Your objective —
Copy out, from the data, each line containing the string "unwrap".

Material for the task —
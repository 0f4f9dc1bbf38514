use serde::{Deserialize, Serialize};
use utoipa::ToSchema;
use validator::Validate;

use crate::modules::users::model::User;

/// JWT claims embedded in the `auth_token` cookie.
///
/// `sub` is the user id, `role` the SCREAMING_SNAKE_CASE role string. Typed
/// decoding into a [`Principal`](crate::utils::jwt::Principal) happens in
/// `utils::jwt::verify_token`.
#[derive(Debug, Serialize, Deserialize)]
pub struct Claims {
    pub sub: String,
    pub username: String,
    pub role: String,
    pub exp: usize,
    pub iat: usize,
}

#[derive(Debug, Deserialize, Validate, ToSchema)]
pub struct LoginRequest {
    #[validate(length(min = 1, message = "username is required"))]
    pub username: String,
    #[validate(length(min = 1, message = "password is required"))]
    pub password: String,
}

#[derive(Debug, Serialize, ToSchema)]
pub struct LoginResponse {
    pub user: User,
}

#[derive(Debug, Serialize, ToSchema)]
pub struct MessageResponse {
    pub message: String,
}
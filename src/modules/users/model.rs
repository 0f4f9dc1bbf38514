//! User data models and DTOs.
//!
//! A user is a portal account: the credentials someone logs in with plus the
//! role that drives portal access. Student *records* (the people applications
//! are filed for) live in the students module and may or may not be linked to
//! a portal account.

use std::fmt;
use std::str::FromStr;

use serde::{Deserialize, Serialize};
use sqlx::FromRow;
use utoipa::ToSchema;
use uuid::Uuid;
use validator::Validate;

/// The closed set of portal roles.
///
/// Stored and serialized in SCREAMING_SNAKE_CASE (`ADMIN`, `STAFF`, ...),
/// which is also the form carried in token claims and the `x-user-role`
/// context header.
#[derive(Debug, Clone, Copy, PartialEq, Eq, Serialize, Deserialize, sqlx::Type, ToSchema)]
#[serde(rename_all = "SCREAMING_SNAKE_CASE")]
#[sqlx(type_name = "user_role", rename_all = "SCREAMING_SNAKE_CASE")]
pub enum UserRole {
    Admin,
    Staff,
    Student,
    Viewer,
}

impl UserRole {
    pub fn as_str(&self) -> &'static str {
        match self {
            UserRole::Admin => "ADMIN",
            UserRole::Staff => "STAFF",
            UserRole::Student => "STUDENT",
            UserRole::Viewer => "VIEWER",
        }
    }
}

impl fmt::Display for UserRole {
    fn fmt(&self, f: &mut fmt::Formatter<'_>) -> fmt::Result {
        f.write_str(self.as_str())
    }
}

impl FromStr for UserRole {
    type Err = ();

    /// Strict parse: anything outside the closed set is an error, never a
    /// default role.
    fn from_str(s: &str) -> Result<Self, Self::Err> {
        match s {
            "ADMIN" => Ok(UserRole::Admin),
            "STAFF" => Ok(UserRole::Staff),
            "STUDENT" => Ok(UserRole::Student),
            "VIEWER" => Ok(UserRole::Viewer),
            _ => Err(()),
        }
    }
}

/// A portal account as returned by the API. The password hash never leaves
/// the service layer.
#[derive(Serialize, Deserialize, FromRow, Debug, Clone, PartialEq, Eq, ToSchema)]
pub struct User {
    pub id: Uuid,
    pub username: String,
    pub email: String,
    pub role: UserRole,
    pub created_at: chrono::DateTime<chrono::Utc>,
    pub updated_at: chrono::DateTime<chrono::Utc>,
}

/// Internal row used only during login to check credentials.
#[derive(FromRow, Debug, Clone)]
pub struct UserWithPassword {
    pub id: Uuid,
    pub username: String,
    pub email: String,
    pub role: UserRole,
    pub password: String,
    pub created_at: chrono::DateTime<chrono::Utc>,
    pub updated_at: chrono::DateTime<chrono::Utc>,
}

impl UserWithPassword {
    pub fn into_user(self) -> User {
        User {
            id: self.id,
            username: self.username,
            email: self.email,
            role: self.role,
            created_at: self.created_at,
            updated_at: self.updated_at,
        }
    }
}

#[derive(Deserialize, Debug, Clone, Validate, ToSchema)]
pub struct CreateUserDto {
    #[validate(length(min = 3, message = "username must be at least 3 characters"))]
    pub username: String,
    #[validate(email)]
    pub email: String,
    #[validate(length(min = 8, message = "password must be at least 8 characters"))]
    pub password: String,
    pub role: UserRole,
}

#[derive(Deserialize, Debug, Clone, Validate, ToSchema)]
pub struct UpdateUserDto {
    #[validate(email)]
    pub email: Option<String>,
    #[validate(length(min = 8, message = "password must be at least 8 characters"))]
    pub password: Option<String>,
    pub role: Option<UserRole>,
}

#[cfg(test)]
mod tests {
    use super::*;

    #[test]
    fn test_role_round_trip() {
        for role in [
            UserRole::Admin,
            UserRole::Staff,
            UserRole::Student,
            UserRole::Viewer,
        ] {
            assert_eq!(role.as_str().parse::<UserRole>(), Ok(role));
        }
    }

    #[test]
    fn test_role_parse_rejects_unknown() {
        assert!("MANAGER".parse::<UserRole>().is_err());
        assert!("admin".parse::<UserRole>().is_err());
        assert!("".parse::<UserRole>().is_err());
    }

    #[test]
    fn test_role_serde_form() {
        assert_eq!(
            serde_json::to_string(&UserRole::Student).unwrap(),
            "\"STUDENT\""
        );
        let role: UserRole = serde_json::from_str("\"ADMIN\"").unwrap();
        assert_eq!(role, UserRole::Admin);
    }

    #[test]
    fn test_create_user_dto_validation() {
        let dto = CreateUserDto {
            username: "jdoe".to_string(),
            email: "jdoe@example.com".to_string(),
            password: "password123".to_string(),
            role: UserRole::Staff,
        };
        assert!(dto.validate().is_ok());

        let short = CreateUserDto {
            password: "short".to_string(),
            ..dto.clone()
        };
        assert!(short.validate().is_err());

        let bad_email = CreateUserDto {
            email: "not-an-email".to_string(),
            ..dto
        };
        assert!(bad_email.validate().is_err());
    }
}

Exercise result —
            serde_json::to_string(&UserRole::Student).unwrap(),
        let role: UserRole = serde_json::from_str("\"ADMIN\"").unwrap();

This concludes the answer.